WHAT THE TASK REQUIRES
In the entries below, count every line with the word "configuration". Return only the count.

Collected data entries

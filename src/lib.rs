//! Brickfall - a brick-breaker physics core
//!
//! Core modules:
//! - `sim`: Deterministic simulation (motion, collisions, layout, step driver)
//! - `agent`: Reset/step environment with heading-relative actions
//! - `frontend`: Render/input adapter contract and episode loop
//! - `autopilot`: Headless ball-tracking frontend
//! - `settings`: Data-driven game configuration and variant presets
//! - `highscores`: In-memory session leaderboard

pub mod agent;
pub mod autopilot;
pub mod frontend;
pub mod highscores;
pub mod settings;
pub mod sim;

pub use agent::{AgentAction, AgentEnv, Heading, StepResult};
pub use frontend::{Control, EpisodeEnd, Frontend, run_episode};
pub use highscores::HighScores;
pub use settings::{GameConfig, Variant};

/// Game configuration constants
pub mod consts {
    /// Playfield dimensions (pixels)
    pub const FIELD_WIDTH: f32 = 640.0;
    pub const FIELD_HEIGHT: f32 = 480.0;

    /// Base grid unit: block height, ball diameter and paddle step
    pub const BLOCK_SIZE: f32 = 20.0;
    /// Bricks are two units wide
    pub const BLOCK_WIDTH: f32 = BLOCK_SIZE * 2.0;
    /// Gap between neighbouring bricks
    pub const BLOCK_GAP: f32 = 2.0;

    /// Paddle defaults
    pub const PADDLE_WIDTH: f32 = 60.0;
    pub const ARCADE_PADDLE_WIDTH: f32 = 100.0;
    pub const PADDLE_HEIGHT: f32 = BLOCK_SIZE;
    /// Gap between paddle bottom and the floor
    pub const PADDLE_FLOOR_GAP: f32 = 30.0;

    /// Ball defaults
    pub const BALL_RADIUS: f32 = BLOCK_SIZE / 2.0;
    /// Launch vx is drawn from [-LAUNCH_VX_MAX, LAUNCH_VX_MAX]
    pub const LAUNCH_VX_MAX: i32 = 4;
    /// Launch vy (negative is up)
    pub const LAUNCH_VY: f32 = -3.0;
    /// Paddle spin rescales vx by |100 + r| / 100, r in [-SPIN_JITTER, SPIN_JITTER]
    pub const SPIN_JITTER: i32 = 40;

    /// Layout defaults
    pub const BASE_ROW_START: u32 = 6;
    pub const BASE_ROW_COUNT: u32 = 2;
    pub const EXTRA_BLOCKS: u32 = 8;
    pub const ARCADE_EXTRA_BLOCKS: u32 = 25;
    pub const EXTRA_ROW_SPAN: u32 = 6;

    /// Rewards
    pub const PADDLE_HIT_REWARD: i32 = 10;
    pub const BLOCK_HIT_REWARD: i32 = 1;
    pub const LOSS_PENALTY: i32 = -10;
    pub const WIN_BONUS: i32 = 30;

    /// Ticks per second for each frontend style
    pub const AGENT_TICK_RATE: u32 = 40;
    pub const ARCADE_TICK_RATE: u32 = 20;
}
//! Deterministic simulation module
//!
//! All gameplay logic lives here. This module must be pure and deterministic:
//! - One call to `tick` is one fixed step
//! - Seeded RNG only (owned by the episode)
//! - Stable iteration order (blocks in registration order)
//! - No rendering, input or platform dependencies

pub mod collision;
pub mod layout;
pub mod motion;
pub mod rect;
pub mod state;
pub mod tick;

pub use collision::{
    Advance, Contact, Side, WallResolution, advance, block_rebound, overlaps, paddle_rebound,
    resolve_walls, separation,
};
pub use layout::{BlockGrid, generate_layout};
pub use motion::{Command, apply_command, launch};
pub use rect::{Circle, Rect};
pub use state::{Ball, BallState, Block, BlockView, GamePhase, GameState, Paddle, Snapshot};
pub use tick::{Outcome, StepOutcome, tick};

EXPECTED OUTPUT
2